"La música es un organismo vivo, se mueve, se siente"

Para desayunar necesita dos cuchillos. "Uno para untar la manteca y otro para la mermelada. No es que sea un maniático, es que no me gusta mezclar", asegura. El caso es que, en la vida, Horacio Lavandera camina con dos herramientas para todo. Con dos manos, dos cabezas. Es la eterna dualidad de los pianistas, que se marca desde que son pequeños personajes obsesionados con la perfección.

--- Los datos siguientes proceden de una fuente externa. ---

//! Daily quote scheduler.
//!
//! Keeps a single recurring job that fires once a day at a configured local
//! time, plus an on-demand trigger that bypasses the schedule.

pub mod runner;
pub mod schedule;

pub use runner::{DAILY_JOB_ID, DailyJob, ScheduleSnapshot, Scheduler, SchedulerError};
pub use schedule::{DailyTime, ScheduleError, next_fire_after};
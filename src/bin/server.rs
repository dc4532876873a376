//! HTTP server binary for the dating-suggestion quote service.
//!
//! Reads configuration from the environment (and `.env` when present),
//! installs the default daily schedule and serves until Ctrl-C or SIGTERM.

use datenote::ServiceConfig;

#[tokio::main]
async fn main() -> anyhow::Result<()> {
    tracing_subscriber::fmt()
        .with_env_filter(
            tracing_subscriber::EnvFilter::try_from_default_env()
                .unwrap_or_else(|_| tracing_subscriber::EnvFilter::new("info")),
        )
        .init();

    tracing::info!("datenote-server starting");

    let config = ServiceConfig::from_env().map_err(|e| {
        tracing::error!(error = %e, "invalid configuration");
        anyhow::anyhow!("invalid configuration: {e}")
    })?;

    datenote::app::run(config).await.map_err(|e| {
        tracing::error!(error = %e, "datenote-server exited with error");
        anyhow::anyhow!("datenote-server failed: {e}")
    })?;

    tracing::info!("datenote-server shut down cleanly");
    Ok(())
}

Dice este músico prodigio argentino, que con 23 años ha pasado por el magisterio de grandes figuras como Maurizio Pollini, Martha Argerich, Daniel Barenboim o José María Colom, que siempre fue un niño normal. "Disciplinado y trabajador. Completamente dedicado a la música, pero normal", asegura ante un vitamínico zumo de naranja, mientras espera sus barritas de pan tostadas.
El pianista argentino ha triunfado con sólo 23 años e intenta tener la cabeza fría
Pero si normal es que a los ocho años Horacio entrara a la tienda de discos de Devoto, su barrio bonaerense, y pidiera cosas de los ultravanguardistas Pierre Boulez o Karlheinz Stockhausen, de su ídolo Alban Berg o de Beethoven, su gran referente, alguien debería aclararle el concepto. Si normal es que un chico casi imberbe hable de la música como lo hace él, algo se nos escapa: "La música es un organismo vivo, tiene su propio tiempo, su manera de influir, se mueve, se siente, se construye paso a paso y debe hacer saltar emotividad y pensamiento al tiempo".
Normal debe de ser que le gusta el fútbol: "Allá soy del Boca; acá, del Madrid", comenta. O que hace ejercicio: "Porque ser pianista es un trabajo físico, atlético". Pero con respecto a la música, Lavandera no es en absoluto normal. Está tocado por los dioses. Eso es lo que creía Stockhausen, que le aleccionó, le apadrinó, le enseñó a transitar por los vericuetos de los sonidos más complejos. Su modo de expresión, dice este pianista superdotado, ganador del concurso Humberto Micheli con 16 años, es algo elevado, intocable, sagrado, que no tiene nada que ver con el pop, con el rock, por ejemplo. ¿Ni con Calamaro o los Rodríguez, por hablar de clásicos cercanos a su entorno? "No, eso no. Eso no se escuchaba nunca en nuestra casa", comenta medio escandalizado, mientras da bocados furtivos a su tostada y sorbe un té con leche.
Dice que con la comida es como con la música. Pica de todo. Desde Mozart hasta Luis de Pablo o Cristóbal Halffter; de Schubert y Chopin a Schönberg, Mauricio Kagel, Piazzolla o Ginastera. Lo confirma su padre, que está a su lado y es músico también, percusionista, experto en tangos. "No me gusta estar solo, sentirme solo. Mis padres me han ayudado y apoyado en momentos muy duros", comenta. Momentos de duda, momentos en que ha visto que muchos se quedan por el camino. Le cuesta todavía salir de su burbuja. Tiene miedo a que le desvíen del camino. "A no saber qué decir cuando se acerca gente a ti y te dice cosas, te halaga, te propone proyectos que tú no sabes valorar".
No es fácil haber saboreado el triunfo tan joven, haber tocado en el Colón de Buenos Aires, en la Scala de Milán, en la Accademia Santa Cecilia, de Roma, y mantener la cabeza fría. Para ello ha extraído las mejores enseñanzas de sus maestros. Los mejores. "Un buen maestro debe ser exigente, tener la capacidad de hacerte responsable, extraer tu talento ordenadamente". Y ahora del público, exigente: "A los pianistas nos están examinando constantemente".